Cadaba is a genus of shrubs in family Capparaceae, with about 30 species. These have simple, alternately set leaves. The zygomorphic flowers, are solitary or stand in small clusters at the end of short side branches. These flowers consist of four sepals, none or four petals with a narrow claw at base and a wider plate at the top, a tube-shaped nectar producing appendix, four or five stamens that are merged for about half their length into a so-called androgynophore, and a gynophore on top of which will develop a cylindrical capsule with one or two cavities that contain many small kindney-shaped seeds, and opens with two valves. The genus name Cadaba is derived from the Arab word "kadhab", a local name for Cadaba rotundifolia.

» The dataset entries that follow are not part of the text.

use std::path::{Path, PathBuf};
use std::process::Command;
use std::time::Instant;

use tracing::{debug, info, warn};

use crate::errors::IpcBenchError;
use crate::parse;
use crate::types::{AggregatedResult, BatchParams, TestResult};

/// Executes a single benchmark run.
pub trait TestRunner {
    fn run_test(&self, message_size: u64, message_count: u64) -> Result<TestResult, IpcBenchError>;
}

/// Runs an external `*_thr` executable as `program <message_size> <message_count>`.
#[derive(Debug, Clone)]
pub struct ProcessRunner {
    program: PathBuf,
}

impl ProcessRunner {
    pub fn new(program: impl Into<PathBuf>) -> Self {
        Self {
            program: program.into(),
        }
    }

    pub fn program(&self) -> &Path {
        &self.program
    }
}

impl TestRunner for ProcessRunner {
    fn run_test(&self, message_size: u64, message_count: u64) -> Result<TestResult, IpcBenchError> {
        run_test(&self.program, message_size, message_count)
    }
}

/// Spawn the benchmark once and parse its stdout.
///
/// Blocks until the child exits; no timeout is applied. The child's stderr is
/// captured but only logged, and a non-zero exit status is not an error.
pub fn run_test(
    program: &Path,
    message_size: u64,
    message_count: u64,
) -> Result<TestResult, IpcBenchError> {
    let start = Instant::now();
    let output = Command::new(program)
        .arg(message_size.to_string())
        .arg(message_count.to_string())
        .output()
        .map_err(|source| IpcBenchError::ProcessLaunch {
            program: program.to_path_buf(),
            source,
        })?;

    debug!(
        program = %program.display(),
        elapsed_ms = start.elapsed().as_millis() as u64,
        "benchmark run finished"
    );

    if !output.stderr.is_empty() {
        let stderr = String::from_utf8_lossy(&output.stderr);
        debug!(
            program = %program.display(),
            stderr = %stderr.trim_end(),
            "benchmark wrote to stderr"
        );
    }

    if !output.status.success() {
        warn!(
            program = %program.display(),
            status = %output.status,
            "benchmark exited unsuccessfully"
        );
    }

    let result = parse::parse_output(output.stdout.as_slice())?;

    if result.message_size != message_size || result.message_count != message_count {
        warn!(
            program = %program.display(),
            requested_size = message_size,
            reported_size = result.message_size,
            requested_count = message_count,
            reported_count = result.message_count,
            "benchmark reported different parameters than requested"
        );
    }

    Ok(result)
}

/// Run a batch of `test_count` sequential runs and average them.
///
/// The first failing run fails the whole batch.
pub fn run_tests<R: TestRunner + ?Sized>(
    runner: &R,
    params: BatchParams,
) -> Result<AggregatedResult, IpcBenchError> {
    if params.test_count == 0 {
        return Err(IpcBenchError::NoData);
    }

    let mut results = Vec::new();
    for run in 1..=params.test_count {
        debug!(run, of = params.test_count, "starting benchmark run");
        results.push(runner.run_test(params.message_size, params.message_count)?);
    }

    let aggregated = aggregate(&results, params)?;
    info!(
        runs = params.test_count,
        avg_msgs = aggregated.avg_throughput_msgs,
        avg_mbs = aggregated.avg_throughput_mbs,
        "batch complete"
    );
    Ok(aggregated)
}

/// Arithmetic means of both throughput figures; parameters are echoed verbatim.
pub fn aggregate(
    results: &[TestResult],
    params: BatchParams,
) -> Result<AggregatedResult, IpcBenchError> {
    if results.is_empty() {
        return Err(IpcBenchError::NoData);
    }

    let n = results.len() as f64;
    let sum_msgs: f64 = results.iter().map(|r| r.avg_throughput_msgs as f64).sum();
    let sum_mbs: f64 = results.iter().map(|r| r.avg_throughput_mbs as f64).sum();

    Ok(AggregatedResult {
        message_size: params.message_size,
        message_count: params.message_count,
        test_count: params.test_count,
        avg_throughput_msgs: sum_msgs / n,
        avg_throughput_mbs: sum_mbs / n,
    })
}
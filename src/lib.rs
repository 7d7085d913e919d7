pub mod config;
pub mod display;
pub mod errors;
pub mod export;
pub mod parse;
pub mod runner;
pub mod sysinfo;
pub mod types;
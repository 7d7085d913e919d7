use std::io::Write;

use serde::Serialize;

use crate::errors::IpcBenchError;
use crate::types::MethodOutcome;

#[derive(Serialize)]
struct CsvRow {
    method: &'static str,
    message_size: u64,
    message_count: u64,
    test_count: u64,
    avg_throughput_msgs: f64,
    avg_throughput_mbs: f64,
}

/// Write one CSV row per successful method. Failed methods are left out.
pub fn write_csv<W: Write>(outcomes: &[MethodOutcome], writer: W) -> Result<(), IpcBenchError> {
    let mut csv_writer = csv::Writer::from_writer(writer);

    for outcome in outcomes {
        let Ok(result) = &outcome.result else {
            continue;
        };
        csv_writer.serialize(CsvRow {
            method: outcome.method.name(),
            message_size: result.message_size,
            message_count: result.message_count,
            test_count: result.test_count,
            avg_throughput_msgs: result.avg_throughput_msgs,
            avg_throughput_mbs: result.avg_throughput_mbs,
        })?;
    }

    csv_writer.flush().map_err(csv::Error::from)?;
    Ok(())
}
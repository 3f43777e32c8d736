//! Shared data model for synthetic race telemetry.
//!
//! The generator in `race-data` produces the three tables described here; the
//! readers in [`file_parsers`] load them back, and [`strategy`] turns the race
//! parameter table into lap-time, fuel and overtaking estimates.

pub mod errors;
pub mod file_parsers;
pub mod models;
pub mod strategy;

pub use errors::TelemetryError;
pub use models::{Competitor, ParamValue, ParameterCatalog, RaceParameter, Sample, TireCompound};
pub use strategy::StrategyModel;
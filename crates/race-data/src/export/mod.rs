//! CSV output for the generated tables.
//!
//! Each table is written with a header row and fixed per-column precision.
//! A failed write aborts only that table; files already written are left in
//! place and a partially written file is not cleaned up.

mod writer;

pub use writer::{
    COMPETITOR_FILE, CsvExporter, PARAMETER_FILE, TELEMETRY_FILE, write_competitors,
    write_parameters, write_telemetry,
};

use thiserror::Error;

#[derive(Debug, Error)]
pub enum ExportError {
    #[error("IO error: {0}")]
    Io(#[from] std::io::Error),
    #[error("CSV error: {0}")]
    Csv(#[from] csv::Error),
}
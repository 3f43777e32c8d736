//! Configuration types for race data generation.

use std::path::Path;

use serde::{Deserialize, Serialize};
use thiserror::Error;

use crate::generators::competitor::CompetitorGenConfig;
use crate::generators::telemetry::TelemetryGenConfig;
use crate::profiles::SpeedProfile;
use crate::zones::TrackLandmarks;

/// Upper bound on telemetry rows in one run.
pub const MAX_TOTAL_SAMPLES: usize = 50_000_000;

#[derive(Debug, Error)]
pub enum ConfigError {
    #[error("IO error: {0}")]
    Io(#[from] std::io::Error),
    #[error("Config parse error: {0}")]
    Json(#[from] serde_json::Error),
    #[error("Invalid config: {0}")]
    Invalid(String),
}

/// Everything that describes one circuit: geometry, timing and landmarks.
#[derive(Debug, Clone, Serialize, Deserialize)]
pub struct CircuitConfig {
    /// Circuit name, also written to the race parameter table.
    pub name: String,
    /// Lap length in kilometers.
    pub track_length_km: f64,
    /// Reference lap time in seconds. Sets the number of samples per lap.
    pub base_lap_time_s: f64,
    /// Realistic speed bounds (min, max) in km/h.
    pub speed_range: (f64, f64),
    /// Base speed as a function of lap progress.
    pub profile: SpeedProfile,
    /// Braking zones, corners and assist zones keyed by lap progress.
    pub landmarks: TrackLandmarks,
}

impl CircuitConfig {
    /// Circuit de Monaco: short street circuit with slow corners.
    pub fn monaco() -> Self {
        Self {
            name: "Monaco".to_string(),
            track_length_km: 3.337,
            base_lap_time_s: 78.5,
            speed_range: (20.0, 320.0),
            profile: SpeedProfile::monaco(),
            landmarks: TrackLandmarks::monaco(),
        }
    }

    fn validate(&self) -> Result<(), ConfigError> {
        positive("track_length_km", self.track_length_km)?;
        positive("base_lap_time_s", self.base_lap_time_s)?;
        ordered_range("speed_range", self.speed_range)?;
        self.landmarks.validate()
    }
}

impl Default for CircuitConfig {
    fn default() -> Self {
        Self::monaco()
    }
}

/// Top-level configuration for one generation run.
#[derive(Debug, Clone, Serialize, Deserialize)]
#[serde(default)]
pub struct GenerationConfig {
    /// Seed for the single random stream shared by all generators.
    pub seed: u64,
    pub circuit: CircuitConfig,
    /// Number of laps of telemetry.
    pub laps: u32,
    /// Telemetry sampling rate in Hz.
    pub sample_rate_hz: f64,
    pub telemetry: TelemetryGenConfig,
    pub competitors: CompetitorGenConfig,
}

impl Default for GenerationConfig {
    fn default() -> Self {
        Self {
            seed: 42,
            circuit: CircuitConfig::monaco(),
            laps: 10,
            sample_rate_hz: 10.0,
            telemetry: TelemetryGenConfig::default(),
            competitors: CompetitorGenConfig::default(),
        }
    }
}

impl GenerationConfig {
    /// Loads a config from a JSON file. Missing fields take their defaults.
    pub fn from_json_file(path: impl AsRef<Path>) -> Result<Self, ConfigError> {
        let raw = std::fs::read_to_string(path)?;
        let config: Self = serde_json::from_str(&raw)?;
        config.validate()?;
        Ok(config)
    }

    /// Checks that every duration, rate and range can drive the generators.
    ///
    /// Zero laps is valid and produces an empty telemetry table.
    pub fn validate(&self) -> Result<(), ConfigError> {
        self.circuit.validate()?;
        if !self.sample_rate_hz.is_finite() || self.sample_rate_hz < 0.0 {
            return Err(ConfigError::Invalid(format!(
                "sample_rate_hz must be a non-negative number, got {}",
                self.sample_rate_hz
            )));
        }
        let per_lap = (self.circuit.base_lap_time_s * self.sample_rate_hz).floor();
        let total = per_lap * f64::from(self.laps);
        if total > MAX_TOTAL_SAMPLES as f64 {
            return Err(ConfigError::Invalid(format!(
                "{} laps at {} Hz is {total} samples, more than {MAX_TOTAL_SAMPLES}",
                self.laps, self.sample_rate_hz
            )));
        }
        self.telemetry.validate()?;
        self.competitors.validate()
    }
}

pub(crate) fn positive(name: &str, value: f64) -> Result<(), ConfigError> {
    if value.is_finite() && value > 0.0 {
        Ok(())
    } else {
        Err(ConfigError::Invalid(format!(
            "{name} must be positive, got {value}"
        )))
    }
}

pub(crate) fn non_negative(name: &str, value: f64) -> Result<(), ConfigError> {
    if value.is_finite() && value >= 0.0 {
        Ok(())
    } else {
        Err(ConfigError::Invalid(format!(
            "{name} must be non-negative, got {value}"
        )))
    }
}

/// A `(min, max)` pair usable with `gen_range` and `clamp`.
pub(crate) fn ordered_range(name: &str, range: (f64, f64)) -> Result<(), ConfigError> {
    let (min, max) = range;
    if min.is_finite() && max.is_finite() && min < max {
        Ok(())
    } else {
        Err(ConfigError::Invalid(format!(
            "{name} must satisfy min < max, got ({min}, {max})"
        )))
    }
}
//! Readers for the telemetry, race parameter and competitor tables.
//!
//! Each table is comma-separated with a header row. Readers match columns by
//! header name, so the competitor reader accepts rosters with or without the
//! `distance_to_reference` column.

use std::fs::File;
use std::io::Read;
use std::path::Path;

use serde::Deserialize;
use tracing::debug;

use crate::errors::TelemetryError;
use crate::models::{Competitor, ParamValue, ParameterCatalog, RaceParameter, Sample};

/// Parameter row as it appears on disk, before the value is re-typed.
#[derive(Debug, Deserialize)]
struct ParameterRow {
    parameter: String,
    value: String,
    unit: String,
    description: String,
}

impl TryFrom<ParameterRow> for RaceParameter {
    type Error = TelemetryError;

    fn try_from(row: ParameterRow) -> Result<Self, Self::Error> {
        if row.parameter.trim().is_empty() {
            return Err(TelemetryError::InvalidValue(format!(
                "parameter row with empty name (value {:?})",
                row.value
            )));
        }
        Ok(RaceParameter {
            name: row.parameter,
            value: ParamValue::parse(&row.value),
            unit: row.unit,
            description: row.description,
        })
    }
}

/// Reads telemetry samples from a file.
pub fn read_telemetry(path: impl AsRef<Path>) -> Result<Vec<Sample>, TelemetryError> {
    let file = File::open(path.as_ref())?;
    let samples = read_telemetry_from(file)?;
    debug!("Read {} samples from {}", samples.len(), path.as_ref().display());
    Ok(samples)
}

/// Reads telemetry samples from any reader.
pub fn read_telemetry_from<R: Read>(reader: R) -> Result<Vec<Sample>, TelemetryError> {
    let mut csv = csv::Reader::from_reader(reader);
    let samples = csv.deserialize().collect::<Result<Vec<Sample>, _>>()?;
    Ok(samples)
}

/// Reads the race parameter table into a catalog, preserving row order.
pub fn read_parameters(path: impl AsRef<Path>) -> Result<ParameterCatalog, TelemetryError> {
    let file = File::open(path.as_ref())?;
    let catalog = read_parameters_from(file)?;
    debug!(
        "Read {} race parameters from {}",
        catalog.len(),
        path.as_ref().display()
    );
    Ok(catalog)
}

pub fn read_parameters_from<R: Read>(reader: R) -> Result<ParameterCatalog, TelemetryError> {
    let mut csv = csv::Reader::from_reader(reader);
    let mut parameters = Vec::new();
    for row in csv.deserialize::<ParameterRow>() {
        parameters.push(RaceParameter::try_from(row?)?);
    }
    Ok(ParameterCatalog::new(parameters))
}

/// Reads a competitor roster.
pub fn read_competitors(path: impl AsRef<Path>) -> Result<Vec<Competitor>, TelemetryError> {
    let file = File::open(path.as_ref())?;
    let competitors = read_competitors_from(file)?;
    debug!(
        "Read {} competitors from {}",
        competitors.len(),
        path.as_ref().display()
    );
    Ok(competitors)
}

pub fn read_competitors_from<R: Read>(reader: R) -> Result<Vec<Competitor>, TelemetryError> {
    let mut csv = csv::Reader::from_reader(reader);
    let competitors = csv.deserialize().collect::<Result<Vec<Competitor>, _>>()?;
    Ok(competitors)
}

#[cfg(test)]
mod tests {
    use super::*;
    use crate::models::TireCompound;

    const TELEMETRY: &str = "\
time,lap,distance,speed,throttle,brake_pressure,tire_temp_fl,tire_temp_fr,tire_temp_rl,tire_temp_rr,fuel_flow,engine_rpm,drs_active,battery_deployment,gear,steering_angle
0.0,1,0.000,44.1,55.2,12.0,91.3,90.1,96.2,94.0,64.5,6763,0,37.2,2,-3.4
0.1,1,0.004,47.3,61.0,3.9,95.0,88.2,101.7,95.5,68.3,7892,1,140.6,2,8.8
";

    #[test]
    fn test_read_telemetry() {
        let samples = read_telemetry_from(TELEMETRY.as_bytes()).unwrap();
        assert_eq!(samples.len(), 2);

        let first = &samples[0];
        assert_eq!(first.lap, 1);
        assert_eq!(first.engine_rpm, 6763);
        assert!(!first.drs_active);
        assert_eq!(first.gear, 2);
        assert_eq!(first.tire_temps(), [91.3, 90.1, 96.2, 94.0]);

        assert!(samples[1].drs_active);
        assert!((samples[1].distance - 0.004).abs() < 1e-12);
    }

    #[test]
    fn test_read_parameters_retypes_values() {
        let table = "\
parameter,value,unit,description
track_name,Monaco,,Circuit name
total_laps,78,laps,Total race laps
base_grip,0.95,coefficient,Base tire grip level
";
        let catalog = read_parameters_from(table.as_bytes()).unwrap();
        assert_eq!(catalog.len(), 3);
        assert_eq!(
            catalog.get("track_name").unwrap().value,
            ParamValue::Text("Monaco".into())
        );
        assert_eq!(catalog.get("total_laps").unwrap().value, ParamValue::Int(78));
        assert_eq!(catalog.get_f64("base_grip").unwrap(), 0.95);
    }

    #[test]
    fn test_read_parameters_rejects_empty_name() {
        let table = "parameter,value,unit,description\n,1,,\n";
        let result = read_parameters_from(table.as_bytes());
        assert!(matches!(result, Err(TelemetryError::InvalidValue(_))));
    }

    #[test]
    fn test_read_competitors_both_layouts() {
        let short = "\
car_number,position,gap_to_leader,last_lap_time,tire_compound,pit_stops,estimated_speed,fuel_load_estimate,tire_age
1,1,1.51,79.214,Soft,0,246.3,101.2,12
";
        let long = "\
car_number,position,gap_to_leader,last_lap_time,tire_compound,pit_stops,estimated_speed,fuel_load_estimate,tire_age,distance_to_reference
11,10,12.31,80.003,Hard,1,229.9,97.4,21,27.5
";
        let short = read_competitors_from(short.as_bytes()).unwrap();
        assert_eq!(short[0].tire_compound, TireCompound::Soft);
        assert_eq!(short[0].distance_to_reference, None);

        let long = read_competitors_from(long.as_bytes()).unwrap();
        assert_eq!(long[0].position, 10);
        assert_eq!(long[0].tire_compound, TireCompound::Hard);
        assert_eq!(long[0].distance_to_reference, Some(27.5));
    }

    #[test]
    fn test_missing_file() {
        let result = read_telemetry("/nonexistent/telemetry_data.csv");
        assert!(matches!(result, Err(TelemetryError::Io(_))));
    }
}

Some species are classified as famine food in southern Ethiopia.

29 species are accepted:
- Cadaba aphylla (Thunb.) Wild
- Cadaba baccarinii Chiov.
- Cadaba barbigera Gilg
- Cadaba benguellensis Mendes
- Cadaba capparoides DC.
- Cadaba carneoviridis Gilg & Gilg-Ben.
- Cadaba divaricata Gilg
- Cadaba farinosa Forrsk.
- Cadaba fruticosa (L.) Druce
- Cadaba gillettii R.A.Graham
- Cadaba glaberrima Gilg & Gilg-Ben.
- Cadaba glandulosa Forrsk.
- Cadaba insularis A.G.Mill.
- Cadaba kassasii Chrtek
- Cadaba kirkii Oliv.
- Cadaba linearifolia (J.Graham) M.R.Almeida
- Cadaba longifolia DC.
- Cadaba madagascariensis Baill.
- Cadaba mirabilis Gilg
- Cadaba natalensis Sond.
- Cadaba parvula Polhill
- Cadaba rotundifolia Forssk.
- Cadaba ruspolii Gilg
- Cadaba schroeppelii Suess.
- Cadaba somalensis Franch.
- Cadaba stenopoda Gilg & Gilg-Ben.
- Cadaba termitaria N.E.Br.
- Cadaba trifoliata (Roxb.) Wight & Arn.